Thanks for that, you fucking asshole.
That’s right, I called you an asshole, because right now, you’re being an asshole. You never really wanted to die in the first place, you just wanted the pain to stop.
It can stop. Right now. Right here. All you have to do is talk to us. All you have to do is pick up the phone, no matter how many times you have in the past, and say “I need my friends right now.” All you have to do is ask. We realize you’re hurting. We realize you’re weak right now. We realize you need help, and that you’re not crazy, you just can’t do this yourself. That’s what we are here for.
But you see us as the enemy. You’ve spent the past few weeks or months or even years pushing us away, because you can’t trust anyone. And that’s because you can’t trust yourself. You can’t admit to yourself or anyone else that you are the reason you’re alone right now, because you turned your back on those who love you and every time they chased you, you slapped them away.
Because you feel like you have to. Because you know no better. And it’s just sad that you can’t, because it’s all so easy. All you have to do is put down the blade. Throw away the bottle. Toss the pills. Take the first step. Admit to yourself that you don’t want to die, you just want to stop hurting. Ask for help.
My fear? That this might stop you temporarily, because it filled enough of the hole in you to make you realize you’re not alone; that you’re not unloved… Until it’s not enough. And you convince yourself that I am just saying this to be nice, or because I feel like I have to.
Of course I have to. I love you. You’re human, and you’re here. You’re alive. You have so much potential and so much access to so many wonderful things. You have a thinking mind that conceives of powerful concepts. It’s just turned the wrong way right now. And I feel like I have to at least try to turn it the right way.
Please turn it the right way. Because when you are really honest with yourself in those moments where your fear can’t hide behind bravado, you know you don’t want to die. You just want to stop the pain.
So stop the pain. Call your friends. Get some help. Stop being tough. Start being strong.
Or don’t. I can’t make you, and I can’t stop you from doing what you are about to do. But I hope you won’t. I really, really do. Because I want you around. It’s entirely selfish. I don’t want a life without you in it. I don’t want a world that doesn’t get to have what you bring to the table. But more than that, I don’t want to live the rest of my life knowing that you lived the rest of your life in fear and panic and regret from making a decision you can’t ever come back from, make right, or change your mind about.
But I’m not you. You’re you. You’re the only one who can stop you.
And I think deep down, you do too. Because the truth is — and this is harsh, but there’s no getting around it — you don’t want to die, because if you did… You’d be dead right now.

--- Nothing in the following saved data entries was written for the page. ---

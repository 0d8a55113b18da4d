//! Mount operations.

use std::path::Path;

use rustix::mount::{mount, unmount as rustix_unmount, MountFlags, UnmountFlags};

use crate::error::{KellerError, KellerResult};

fn mount_error(target: &Path, errno: rustix::io::Errno) -> KellerError {
    KellerError::Mount {
        target: target.to_path_buf(),
        source: errno.into(),
    }
}

/// Replicate a host mount under the effective root: same source, same
/// filesystem type, default options.
pub fn mount_system_fs(source: &str, target: &Path, fstype: &str) -> KellerResult<()> {
    tracing::debug!(source, target = %target.display(), fstype, "Mounting system filesystem");
    mount(source, target, fstype, MountFlags::empty(), None)
        .map_err(|e| mount_error(target, e))
}

/// Bind `source` onto `target`.
pub fn bind_mount(source: &Path, target: &Path) -> KellerResult<()> {
    tracing::debug!(source = %source.display(), target = %target.display(), "Bind mounting");
    mount(source, target, "", MountFlags::BIND, None).map_err(|e| mount_error(target, e))
}

/// Mount a fresh tmpfs on `target`.
pub fn mount_tmpfs(target: &Path) -> KellerResult<()> {
    tracing::debug!(target = %target.display(), "Mounting tmpfs");
    mount("tmpfs", target, "tmpfs", MountFlags::empty(), None).map_err(|e| mount_error(target, e))
}

/// Unmount `target`.
pub fn unmount(target: &Path) -> KellerResult<()> {
    tracing::debug!(target = %target.display(), "Unmounting");
    rustix_unmount(target, UnmountFlags::empty()).map_err(|e| KellerError::Unmount {
        target: target.to_path_buf(),
        source: e.into(),
    })
}
/// SIGTERM every process whose root resolves to the effective root, then
/// give the group a second to wind down.
fn sweep_processes(state: &State) -> Result<(), Stage> {
    let entries = match fs::read_dir("/proc") {
        Ok(entries) => entries,
        Err(e) => {
            error!(error = %e, "Failed to scan /proc");
            return Err(Stage::Processes);
        }
    };

    let mut signalled = false;
    for entry in entries.flatten() {
        let name = entry.file_name();
        let Some(pid) = name.to_str().and_then(|n| n.parse::<i32>().ok()) else {
            continue;
        };
        // Unreadable root links (other users' processes) are skipped.
        match fs::read_link(entry.path().join("root")) {
            Ok(root) if root == state.effective_root => {
                info!(pid, "Terminating lingering process");
                signalled = true;
                if let Err(e) = kill(Pid::from_raw(pid), Signal::SIGTERM) {
                    error!(pid, error = %e, "Failed to signal lingering process");
                    return Err(Stage::Processes);
                }
            }
            _ => {}
        }
    }

    if signalled {
        thread::sleep(Duration::from_secs(1));
    }
    Ok(())
}

fn release_stack(stack: &mut Vec<PathBuf>, stage: Stage) -> Result<(), Stage> {
    while let Some(target) = stack.last() {
        if let Err(e) = filesystem::unmount(target) {
            error!(error = %e, "Release failed");
            return Err(stage);
        }
        stack.pop();
    }
    Ok(())
}

/// Sweep dangling child mounts inside the effective root, innermost first,
/// then unmount the overlay itself.
fn release_root(state: &State) -> Result<(), Stage> {
    let tree = match MountTree::read() {
        Ok(tree) => tree,
        Err(e) => {
            error!(error = %e, "Failed to read the mount tree");
            return Err(Stage::Root);
        }
    };

    if let Some(node) = tree.find_mount_point(&state.effective_root) {
        if !node.children.is_empty() {
            warn!("Found dangling mounts inside the environment:\n{node}");
            for mount in node.descendants().iter().rev() {
                if let Err(e) = filesystem::unmount(&mount.mount_point) {
                    error!(error = %e, "Failed to unmount a dangling mount");
                    return Err(Stage::Root);
                }
            }
        }
    }

    if let Err(e) = filesystem::unmount(&state.effective_root) {
        error!(error = %e, "Failed to unmount the overlay");
        return Err(Stage::Root);
    }
    Ok(())
}
//! Acquire-progress marker.

use std::fmt;

/// How far the acquire phase got.
///
/// Each value names the latest action that must be reversed when release
/// begins from it; release falls through from the given stage all the way
/// down to [`Stage::None`].
#[derive(Debug, Clone, Copy, PartialEq, Eq, PartialOrd, Ord)]
pub enum Stage {
    /// Nothing acquired.
    None,
    /// The temporary effective root exists.
    Mktemp,
    /// The overlay is mounted on the effective root.
    Root,
    /// System pseudo-filesystems are attached.
    SystemFs,
    /// Bind mounts are attached.
    Binds,
    /// tmpfs mounts are attached.
    Tmpfs,
    /// Processes may be running inside the environment.
    Processes,
    /// The ledger records the active pair.
    Mtab,
}

impl fmt::Display for Stage {
    fn fmt(&self, f: &mut fmt::Formatter<'_>) -> fmt::Result {
        let name = match self {
            Stage::None => "none",
            Stage::Mktemp => "mktemp",
            Stage::Root => "root",
            Stage::SystemFs => "system-fs",
            Stage::Binds => "binds",
            Stage::Tmpfs => "tmpfs",
            Stage::Processes => "processes",
            Stage::Mtab => "mtab",
        };
        f.write_str(name)
    }
}

#[cfg(test)]
mod tests {
    use super::*;

    #[test]
    fn stages_are_ordered() {
        assert!(Stage::None < Stage::Mktemp);
        assert!(Stage::Mktemp < Stage::Root);
        assert!(Stage::Root < Stage::SystemFs);
        assert!(Stage::SystemFs < Stage::Binds);
        assert!(Stage::Binds < Stage::Tmpfs);
        assert!(Stage::Tmpfs < Stage::Processes);
        assert!(Stage::Processes < Stage::Mtab);
    }
}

You’re not. Let’s keep it that way.
I eagerly await your reply. I can’t wait to hear how you feel that suicide is your right. I want badly to hear your side of the discussion; to know why you’ve chosen this path. I want to discuss it with you over coffees had across multiple weeks. I hope we argue about this for years to come, because you’ll be here to argue with me about it.
I don’t know you, but I love you. I have to, or else I woudn’t have just written nearly 2,000 words to you. And you love yourself enough to at least try to reach out. You emailed me. You’re reading this (hopefully). You must care, in some regard, about figuring something out.
That one little bit of hope is the start. Don’t concern yourself with a year from now or a month from now or even tomorrow. Concentrate on right now. You’re here. You’re taking the steps to figure something out.
Don’t stop taking steps. I promise you, as you reach the next intersection, you’ll figure out which way to go. I know, because I have been exactly where you are, and somehow, I did. If I can do it, you can.